Ce dernier point est vraisemblable. Nos Normands et les Basques, sujets de la Castille, étaient en intime rapport. Ce sont ceux-ci, nommés Castillans, qui, sous le Normand Béthencourt, firent la célèbre expédition des Canaries. Nos rois donnèrent des privilèges aux Castillans établis à Honfleur et à Dieppe ; les Dieppois avaient, de leur côté, des comptoirs à Séville. Il n’est pas sûr qu’un Dieppois ait trouvé l’Amérique quatre ans avant Colomb, mais il est presque sûr que ces Pinzone d’Andalousie étaient des armateurs normands.

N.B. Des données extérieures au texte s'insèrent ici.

//! ChatService – Nachrichten senden und Zustellung je Mitglied bestimmen

use std::sync::Arc;

use tracing::debug;

use parley_core::types::{ConversationId, MessageId, UserId};
use parley_db::{
    models::{KonversationRecord, MitgliedschaftRecord, NeueNachricht},
    ConversationRepository, MessageRepository,
};

use crate::{
    error::{ChatError, ChatResult},
    types::{Benutzer, ChatNachricht, Empfaenger, Versand, Zustellung},
};

/// Maximale Groesse eines Nachrichteninhalts (64 KiB)
pub const MAX_INHALT_BYTES: usize = 64 * 1024;

/// ChatService verwaltet Nachrichten und `listening`-Flags
pub struct ChatService<R> {
    repo: Arc<R>,
}

impl<R: ConversationRepository + MessageRepository> ChatService<R> {
    /// Erstellt einen neuen ChatService
    pub fn neu(repo: Arc<R>) -> Arc<Self> {
        Arc::new(Self { repo })
    }

    /// Nachricht in einer Konversation senden
    ///
    /// Reihenfolge der Pruefungen: Konversation existiert, Verfasser ist
    /// Teilnehmer, Inhalt ist gueltig. Erst danach wird gespeichert.
    pub async fn nachricht_senden(
        &self,
        author_id: UserId,
        conversation_id: ConversationId,
        content: &str,
    ) -> ChatResult<Versand> {
        self.konversation_laden(conversation_id).await?;

        let mitglieder = self.repo.mitgliedschaften(conversation_id.inner()).await?;
        let author = mitglieder
            .iter()
            .find(|m| m.user_id == author_id.inner())
            .map(|m| Benutzer {
                id: author_id,
                username: m.username.clone(),
            })
            .ok_or_else(|| kein_teilnehmer(author_id, conversation_id))?;

        if content.is_empty() {
            return Err(ChatError::UngueltigeEingabe(
                "Nachrichteninhalt darf nicht leer sein".into(),
            ));
        }

        if content.len() > MAX_INHALT_BYTES {
            return Err(ChatError::UngueltigeEingabe(format!(
                "Nachricht zu lang: {} Bytes (Maximum: {MAX_INHALT_BYTES})",
                content.len()
            )));
        }

        let record = self
            .repo
            .create_message(NeueNachricht {
                conversation_id: conversation_id.inner(),
                author_id: author_id.inner(),
                content,
            })
            .await?;

        let empfaenger = mitglieder.iter().map(empfaenger_fuer).collect::<Vec<_>>();
        debug!(
            conversation_id = %conversation_id,
            author_id = %author_id,
            empfaenger = empfaenger.len(),
            "Nachricht gespeichert"
        );

        Ok(Versand {
            nachricht: ChatNachricht {
                id: MessageId(record.id),
                conversation_id,
                author,
                content: record.content,
                created_at: record.created_at,
            },
            empfaenger,
        })
    }

    /// Volle Zustellung fuer eine Konversation aktivieren (`join_conversation`)
    pub async fn zuhoeren(&self, user_id: UserId, conversation_id: ConversationId) -> ChatResult<()> {
        self.konversation_laden(conversation_id).await?;

        let gesetzt = self
            .repo
            .zuhoeren_setzen(conversation_id.inner(), user_id.inner(), true)
            .await?;
        if !gesetzt {
            return Err(kein_teilnehmer(user_id, conversation_id));
        }

        debug!(conversation_id = %conversation_id, user_id = %user_id, "Zuhoeren aktiviert");
        Ok(())
    }

    /// Prueft eine Schluessel-Anfrage und liefert den Admin als Ziel
    pub async fn schluessel_anfrage_pruefen(
        &self,
        anfragender: UserId,
        conversation_id: ConversationId,
    ) -> ChatResult<UserId> {
        let konversation = self.konversation_laden(conversation_id).await?;
        self.teilnehmer_pruefen(anfragender, conversation_id).await?;
        Ok(UserId(konversation.admin_id))
    }

    /// Prueft eine Schluessel-Antwort vor dem Weiterleiten
    ///
    /// Nur der Admin darf antworten, und nur an einen Teilnehmer.
    pub async fn schluessel_antwort_pruefen(
        &self,
        absender: UserId,
        conversation_id: ConversationId,
        ziel: UserId,
    ) -> ChatResult<()> {
        let konversation = self.konversation_laden(conversation_id).await?;
        if konversation.admin_id != absender.inner() {
            return Err(ChatError::KeineBerechtigung(format!(
                "{absender} ist nicht Admin von {conversation_id}"
            )));
        }
        self.teilnehmer_pruefen(ziel, conversation_id).await
    }

    async fn konversation_laden(
        &self,
        conversation_id: ConversationId,
    ) -> ChatResult<KonversationRecord> {
        self.repo
            .get_conversation(conversation_id.inner())
            .await?
            .ok_or_else(|| ChatError::KonversationNichtGefunden(conversation_id.to_string()))
    }

    async fn teilnehmer_pruefen(
        &self,
        user_id: UserId,
        conversation_id: ConversationId,
    ) -> ChatResult<()> {
        self.repo
            .get_membership(conversation_id.inner(), user_id.inner())
            .await?
            .map(|_| ())
            .ok_or_else(|| kein_teilnehmer(user_id, conversation_id))
    }
}

fn kein_teilnehmer(user_id: UserId, conversation_id: ConversationId) -> ChatError {
    ChatError::KeineBerechtigung(format!("{user_id} ist kein Teilnehmer von {conversation_id}"))
}

fn empfaenger_fuer(m: &MitgliedschaftRecord) -> Empfaenger {
    Empfaenger {
        user_id: UserId(m.user_id),
        zustellung: if m.is_listening {
            Zustellung::Voll
        } else {
            Zustellung::Benachrichtigung
        },
    }
}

Ni Basques, ni Normands, n’auraient pu, en leur propre nom, se faire autoriser par la Castille. Il fallut un Italien habile et éloquent, un Génois obstiné, qui poursuivît quinze ans la chose, qui trouvât le moment unique, saisît l’occasion, sût lever le scrupule. Le moment fut celui où la ruine des Maures coûta si cher à la Castille, où l’on criait de plus en plus : « De l’or ! » Le moment fut celui où l’Espagne victorieuse frémissait de sa guerre de croisade et d’inquisition. L’Italien saisit ce levier, fut plus dévot que les dévots ; il agit par l’église même : on fit scrupule à Isabelle de laisser tant de nations païennes dans les ombres de la mort. On lui démontra clairement que découvrir la terre de l’or, c’était se mettre à même d’exterminer le Turc et reprendre Jérusalem.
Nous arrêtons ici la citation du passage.